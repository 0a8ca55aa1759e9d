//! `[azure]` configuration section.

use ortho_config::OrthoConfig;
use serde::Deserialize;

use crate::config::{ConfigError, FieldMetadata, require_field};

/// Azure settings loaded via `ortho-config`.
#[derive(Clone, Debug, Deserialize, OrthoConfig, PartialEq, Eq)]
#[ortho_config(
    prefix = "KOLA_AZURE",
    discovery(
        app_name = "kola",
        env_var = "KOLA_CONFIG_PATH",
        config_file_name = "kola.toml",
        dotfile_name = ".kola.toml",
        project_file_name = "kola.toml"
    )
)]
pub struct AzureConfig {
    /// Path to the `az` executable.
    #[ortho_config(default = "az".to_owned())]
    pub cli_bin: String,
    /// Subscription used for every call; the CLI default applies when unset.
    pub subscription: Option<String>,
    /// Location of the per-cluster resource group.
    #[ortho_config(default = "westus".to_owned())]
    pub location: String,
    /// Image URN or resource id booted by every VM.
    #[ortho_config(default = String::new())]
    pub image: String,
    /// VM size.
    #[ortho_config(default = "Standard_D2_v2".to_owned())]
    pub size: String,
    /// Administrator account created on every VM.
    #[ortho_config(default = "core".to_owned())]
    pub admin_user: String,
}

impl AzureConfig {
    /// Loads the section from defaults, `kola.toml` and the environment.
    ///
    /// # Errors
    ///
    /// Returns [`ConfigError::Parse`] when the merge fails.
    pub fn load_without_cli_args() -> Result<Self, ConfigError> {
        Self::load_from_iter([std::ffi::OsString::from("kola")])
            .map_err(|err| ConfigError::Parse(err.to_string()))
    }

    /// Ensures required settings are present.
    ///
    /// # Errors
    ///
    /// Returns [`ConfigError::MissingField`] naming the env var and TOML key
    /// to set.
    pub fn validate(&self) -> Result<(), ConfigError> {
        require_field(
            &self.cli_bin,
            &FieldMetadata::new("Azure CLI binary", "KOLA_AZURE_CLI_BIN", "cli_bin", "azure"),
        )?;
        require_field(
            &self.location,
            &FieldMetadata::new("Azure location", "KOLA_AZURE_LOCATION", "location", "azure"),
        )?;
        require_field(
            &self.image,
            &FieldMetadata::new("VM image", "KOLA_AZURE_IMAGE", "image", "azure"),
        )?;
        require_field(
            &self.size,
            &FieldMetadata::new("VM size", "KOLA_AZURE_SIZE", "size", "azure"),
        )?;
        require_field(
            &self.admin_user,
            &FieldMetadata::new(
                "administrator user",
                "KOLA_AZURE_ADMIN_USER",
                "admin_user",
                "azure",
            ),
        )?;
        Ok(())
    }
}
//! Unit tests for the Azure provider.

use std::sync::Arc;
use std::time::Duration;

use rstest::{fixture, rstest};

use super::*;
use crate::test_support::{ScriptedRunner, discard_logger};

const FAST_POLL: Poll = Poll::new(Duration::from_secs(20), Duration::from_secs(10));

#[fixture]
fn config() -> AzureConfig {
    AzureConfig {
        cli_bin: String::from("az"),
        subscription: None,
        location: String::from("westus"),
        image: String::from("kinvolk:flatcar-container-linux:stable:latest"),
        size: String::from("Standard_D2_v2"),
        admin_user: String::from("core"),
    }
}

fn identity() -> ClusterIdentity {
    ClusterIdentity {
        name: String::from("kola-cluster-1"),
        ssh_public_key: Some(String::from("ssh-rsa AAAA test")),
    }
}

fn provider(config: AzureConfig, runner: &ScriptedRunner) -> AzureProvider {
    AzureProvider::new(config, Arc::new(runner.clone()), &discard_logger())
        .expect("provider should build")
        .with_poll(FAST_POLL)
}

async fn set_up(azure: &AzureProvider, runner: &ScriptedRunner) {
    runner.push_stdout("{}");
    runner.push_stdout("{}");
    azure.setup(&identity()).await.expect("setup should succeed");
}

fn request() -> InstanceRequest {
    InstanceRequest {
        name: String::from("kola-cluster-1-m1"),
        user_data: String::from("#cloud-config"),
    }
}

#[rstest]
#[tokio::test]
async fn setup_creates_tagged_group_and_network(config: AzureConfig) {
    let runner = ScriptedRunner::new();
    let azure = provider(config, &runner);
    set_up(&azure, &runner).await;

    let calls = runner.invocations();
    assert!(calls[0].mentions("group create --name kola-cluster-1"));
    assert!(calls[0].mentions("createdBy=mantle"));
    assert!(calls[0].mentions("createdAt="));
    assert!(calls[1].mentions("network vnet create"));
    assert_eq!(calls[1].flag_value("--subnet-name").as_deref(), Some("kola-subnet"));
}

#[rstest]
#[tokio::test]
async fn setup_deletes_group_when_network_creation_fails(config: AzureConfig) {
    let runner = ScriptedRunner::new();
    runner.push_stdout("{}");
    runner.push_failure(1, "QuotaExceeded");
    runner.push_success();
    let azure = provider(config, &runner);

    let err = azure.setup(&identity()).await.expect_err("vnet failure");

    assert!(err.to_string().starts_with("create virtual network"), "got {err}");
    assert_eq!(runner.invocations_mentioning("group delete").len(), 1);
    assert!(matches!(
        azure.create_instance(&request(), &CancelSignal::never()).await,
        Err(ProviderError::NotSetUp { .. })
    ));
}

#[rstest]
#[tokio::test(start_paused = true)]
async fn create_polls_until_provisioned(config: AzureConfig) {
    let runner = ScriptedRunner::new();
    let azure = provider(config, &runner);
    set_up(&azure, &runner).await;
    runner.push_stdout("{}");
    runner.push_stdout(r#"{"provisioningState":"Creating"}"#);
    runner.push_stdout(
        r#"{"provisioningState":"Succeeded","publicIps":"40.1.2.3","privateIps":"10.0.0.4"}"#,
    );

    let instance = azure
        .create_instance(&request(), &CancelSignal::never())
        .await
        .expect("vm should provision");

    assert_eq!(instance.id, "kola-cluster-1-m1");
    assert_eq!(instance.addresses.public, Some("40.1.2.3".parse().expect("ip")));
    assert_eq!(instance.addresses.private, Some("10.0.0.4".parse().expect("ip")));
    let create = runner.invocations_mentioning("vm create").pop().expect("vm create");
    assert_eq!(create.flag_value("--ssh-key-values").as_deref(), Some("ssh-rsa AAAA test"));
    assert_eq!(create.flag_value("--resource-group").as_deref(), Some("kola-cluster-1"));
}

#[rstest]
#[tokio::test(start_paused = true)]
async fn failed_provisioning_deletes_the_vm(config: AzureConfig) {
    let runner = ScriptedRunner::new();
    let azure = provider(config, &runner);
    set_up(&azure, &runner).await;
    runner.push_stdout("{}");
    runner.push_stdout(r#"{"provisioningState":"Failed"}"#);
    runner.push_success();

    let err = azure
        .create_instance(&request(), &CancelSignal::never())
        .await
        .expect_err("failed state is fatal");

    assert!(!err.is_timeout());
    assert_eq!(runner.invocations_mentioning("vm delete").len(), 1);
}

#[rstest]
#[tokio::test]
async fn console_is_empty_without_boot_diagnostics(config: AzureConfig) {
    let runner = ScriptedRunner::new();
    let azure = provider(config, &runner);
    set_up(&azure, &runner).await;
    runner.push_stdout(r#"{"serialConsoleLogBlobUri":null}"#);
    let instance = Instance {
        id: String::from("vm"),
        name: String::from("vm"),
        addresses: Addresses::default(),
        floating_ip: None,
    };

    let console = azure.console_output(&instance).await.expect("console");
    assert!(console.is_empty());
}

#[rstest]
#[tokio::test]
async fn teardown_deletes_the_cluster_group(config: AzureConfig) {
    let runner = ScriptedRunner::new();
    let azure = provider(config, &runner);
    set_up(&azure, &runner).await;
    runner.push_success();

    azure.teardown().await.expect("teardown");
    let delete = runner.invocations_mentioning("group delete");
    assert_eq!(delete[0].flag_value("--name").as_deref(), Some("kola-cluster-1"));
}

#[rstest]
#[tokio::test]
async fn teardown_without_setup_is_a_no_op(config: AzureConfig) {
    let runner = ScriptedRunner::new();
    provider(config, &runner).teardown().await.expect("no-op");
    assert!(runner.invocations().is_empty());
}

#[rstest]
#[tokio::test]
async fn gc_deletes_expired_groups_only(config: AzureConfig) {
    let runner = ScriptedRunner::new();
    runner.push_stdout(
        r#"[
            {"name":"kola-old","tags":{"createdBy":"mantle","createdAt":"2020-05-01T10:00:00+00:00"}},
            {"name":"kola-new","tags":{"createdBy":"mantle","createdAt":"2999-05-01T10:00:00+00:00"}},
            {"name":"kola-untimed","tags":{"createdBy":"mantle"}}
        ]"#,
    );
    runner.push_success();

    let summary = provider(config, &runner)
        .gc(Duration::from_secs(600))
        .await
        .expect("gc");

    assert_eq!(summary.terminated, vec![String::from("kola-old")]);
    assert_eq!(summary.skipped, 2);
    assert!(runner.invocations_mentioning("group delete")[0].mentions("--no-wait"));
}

= = =

→ Exercise prompt:
Show me all lines in the records that contain "FieldMetadata".

→ Result:
use crate::config::{ConfigError, FieldMetadata, require_field};
            &FieldMetadata::new("Azure CLI binary", "KOLA_AZURE_CLI_BIN", "cli_bin", "azure"),
            &FieldMetadata::new("Azure location", "KOLA_AZURE_LOCATION", "location", "azure"),
            &FieldMetadata::new("VM image", "KOLA_AZURE_IMAGE", "image", "azure"),
            &FieldMetadata::new("VM size", "KOLA_AZURE_SIZE", "size", "azure"),
            &FieldMetadata::new(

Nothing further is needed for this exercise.